Valoriser et optimiser

coulee_nickelPour contribuer au développement de la filière nickel en Nouvelle-Calédonie il convient bien sûr de privilégier la transformation locale génératrice de valeur ajoutée lorsque la ressource minière le permet. C’est le cas de l’usine du Nord adossée au massif du Koniambo, dont la SMSP détient 51% du capital de la co-entreprise Koniambo Nickel. Aujourd’hui reconnu comme un gisement de classe mondiale, le Koniambo justifie un investissement industriel d’environ 570 milliards de francs, tandis que le financement de la construction et la bonne fin d’execution du complexe industriel sont entièrement garantis par Glencore Xstrata. Pour contribuer au développement de la filière nickel, il convient également de favoriser le traitement du minerai subéconomique, d’une manière verticalement intégrée, sur les marchés porteurs. C’est le cas de l’usine de Gwangyang construite en partenariat avec l’aciériste POSCO, ce qui permet de supprimer les coûts d’intermédiation et donc baisser la teneur de refus.
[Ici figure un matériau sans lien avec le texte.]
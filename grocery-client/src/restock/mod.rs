// grocery-client/src/restock/mod.rs
// 补货模块

pub mod batch;
pub mod client;
pub mod state;

pub use batch::{ManifestLine, RestockBatch, TruckIdentity};
pub use client::TruckClient;
pub use state::{RestockOutcome, RestockState, RestockStatus};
Il faut valoriser ces gisements et optimiser cette ressource, plutôt que de continuer à l’exporter sans retour de valeur ajoutée pour le territoire, jusqu’à ce que les teneurs commerciales fassent défaut et entrainent la disparition de l’entreprise. Sauver et créer ainsi des emplois non-délocalisables sur mine pour l’extraction d’un minerai trop pauvre pour pouvoir être traité localement, tout en s’assurant des débouchés commerciaux et sécurisant une participation majoritaire dans la production de valeur ajoutée issue de l’activité métallurgique. Valoriser et optimiser la ressource revient à miser sur la complémentarité de ces deux filières onshore et offshore, plutôt que sur l’écrémage et la dilapidation de la richesse du pays. Pour cela, il convient de s’appuyer sur le savoir-faire du personnel et sur la performance des outils de production, seuls vecteurs de succès.